_ACTION ITEM:_ Every line holding the string "main" should be copied out of the listing.

_RECORD EXCERPTS:_
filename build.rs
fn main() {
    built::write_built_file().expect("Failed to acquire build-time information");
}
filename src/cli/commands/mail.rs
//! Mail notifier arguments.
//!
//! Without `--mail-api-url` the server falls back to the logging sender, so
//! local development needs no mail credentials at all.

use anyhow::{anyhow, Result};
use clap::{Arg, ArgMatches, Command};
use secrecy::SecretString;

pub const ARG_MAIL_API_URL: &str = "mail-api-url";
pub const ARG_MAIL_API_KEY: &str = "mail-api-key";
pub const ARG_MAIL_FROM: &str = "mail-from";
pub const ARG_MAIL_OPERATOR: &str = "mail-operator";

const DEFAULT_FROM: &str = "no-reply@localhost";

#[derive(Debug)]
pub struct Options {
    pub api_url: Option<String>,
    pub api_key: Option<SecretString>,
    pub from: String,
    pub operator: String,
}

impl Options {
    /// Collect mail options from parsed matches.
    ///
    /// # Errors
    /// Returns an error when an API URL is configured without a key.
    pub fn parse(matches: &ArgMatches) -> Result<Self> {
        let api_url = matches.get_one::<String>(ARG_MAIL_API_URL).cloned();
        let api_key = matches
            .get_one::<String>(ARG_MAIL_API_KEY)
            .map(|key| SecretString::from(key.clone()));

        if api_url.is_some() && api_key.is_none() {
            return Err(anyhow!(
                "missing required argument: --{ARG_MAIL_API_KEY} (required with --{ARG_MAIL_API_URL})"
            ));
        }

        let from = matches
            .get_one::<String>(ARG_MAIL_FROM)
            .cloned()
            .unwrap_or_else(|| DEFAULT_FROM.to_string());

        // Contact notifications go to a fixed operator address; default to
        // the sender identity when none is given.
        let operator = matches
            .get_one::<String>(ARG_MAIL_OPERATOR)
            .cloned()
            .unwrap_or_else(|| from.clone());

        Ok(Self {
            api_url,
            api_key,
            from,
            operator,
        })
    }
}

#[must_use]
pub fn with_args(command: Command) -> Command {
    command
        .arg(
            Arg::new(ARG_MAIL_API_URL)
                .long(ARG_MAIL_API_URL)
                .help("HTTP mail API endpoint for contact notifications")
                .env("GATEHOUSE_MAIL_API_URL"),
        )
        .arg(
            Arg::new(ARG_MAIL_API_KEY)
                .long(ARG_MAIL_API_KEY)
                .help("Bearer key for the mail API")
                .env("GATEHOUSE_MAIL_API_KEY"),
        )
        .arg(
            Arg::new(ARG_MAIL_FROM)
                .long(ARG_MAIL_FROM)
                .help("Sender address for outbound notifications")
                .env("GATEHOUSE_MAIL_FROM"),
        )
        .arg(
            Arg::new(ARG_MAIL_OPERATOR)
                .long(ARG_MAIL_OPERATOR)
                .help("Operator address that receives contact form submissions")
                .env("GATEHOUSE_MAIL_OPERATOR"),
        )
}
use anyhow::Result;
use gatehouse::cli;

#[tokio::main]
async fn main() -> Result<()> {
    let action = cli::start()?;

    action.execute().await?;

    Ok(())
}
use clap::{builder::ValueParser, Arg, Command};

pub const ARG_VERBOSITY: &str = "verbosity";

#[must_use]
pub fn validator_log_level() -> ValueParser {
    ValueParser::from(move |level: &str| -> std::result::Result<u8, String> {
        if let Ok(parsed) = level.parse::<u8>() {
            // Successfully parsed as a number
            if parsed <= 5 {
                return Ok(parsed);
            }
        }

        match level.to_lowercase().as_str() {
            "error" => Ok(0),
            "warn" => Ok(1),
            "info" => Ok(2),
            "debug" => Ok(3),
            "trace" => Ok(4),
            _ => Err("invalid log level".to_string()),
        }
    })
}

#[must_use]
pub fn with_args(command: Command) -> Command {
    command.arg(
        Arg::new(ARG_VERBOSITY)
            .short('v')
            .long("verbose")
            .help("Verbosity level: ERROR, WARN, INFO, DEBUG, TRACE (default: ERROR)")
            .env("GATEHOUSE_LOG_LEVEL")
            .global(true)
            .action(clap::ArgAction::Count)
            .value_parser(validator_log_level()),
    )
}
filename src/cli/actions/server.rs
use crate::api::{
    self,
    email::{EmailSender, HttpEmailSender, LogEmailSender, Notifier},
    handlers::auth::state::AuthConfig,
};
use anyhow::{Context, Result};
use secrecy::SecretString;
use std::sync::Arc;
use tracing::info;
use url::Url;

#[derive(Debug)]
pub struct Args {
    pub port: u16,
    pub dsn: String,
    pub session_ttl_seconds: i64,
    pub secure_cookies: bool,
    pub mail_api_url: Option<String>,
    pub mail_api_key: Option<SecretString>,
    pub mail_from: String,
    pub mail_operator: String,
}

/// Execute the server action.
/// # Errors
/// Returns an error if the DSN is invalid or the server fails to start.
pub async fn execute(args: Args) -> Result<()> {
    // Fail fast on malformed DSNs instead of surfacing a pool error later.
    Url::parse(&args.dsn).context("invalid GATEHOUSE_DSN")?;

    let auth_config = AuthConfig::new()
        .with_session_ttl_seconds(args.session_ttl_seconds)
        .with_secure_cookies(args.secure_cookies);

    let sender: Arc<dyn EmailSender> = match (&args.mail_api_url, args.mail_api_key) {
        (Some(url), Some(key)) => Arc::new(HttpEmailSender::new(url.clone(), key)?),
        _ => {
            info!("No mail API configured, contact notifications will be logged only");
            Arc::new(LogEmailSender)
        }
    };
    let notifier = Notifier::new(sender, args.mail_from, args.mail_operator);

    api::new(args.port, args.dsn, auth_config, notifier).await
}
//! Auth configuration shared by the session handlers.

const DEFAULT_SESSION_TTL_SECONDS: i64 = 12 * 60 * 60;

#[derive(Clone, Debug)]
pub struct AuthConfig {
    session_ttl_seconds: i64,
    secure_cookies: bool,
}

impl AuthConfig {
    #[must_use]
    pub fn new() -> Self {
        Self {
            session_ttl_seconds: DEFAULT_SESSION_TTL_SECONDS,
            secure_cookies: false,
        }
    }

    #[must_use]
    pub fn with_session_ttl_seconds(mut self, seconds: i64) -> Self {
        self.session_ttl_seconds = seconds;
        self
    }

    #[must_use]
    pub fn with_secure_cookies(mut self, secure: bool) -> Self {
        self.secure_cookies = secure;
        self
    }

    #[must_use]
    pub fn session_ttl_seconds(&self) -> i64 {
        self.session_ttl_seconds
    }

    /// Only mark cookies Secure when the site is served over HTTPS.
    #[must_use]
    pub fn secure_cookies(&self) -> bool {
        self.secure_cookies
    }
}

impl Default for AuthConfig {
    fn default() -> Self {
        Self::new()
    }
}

_OUTPUT:_
fn main() {
#[tokio::main]
async fn main() -> Result<()> {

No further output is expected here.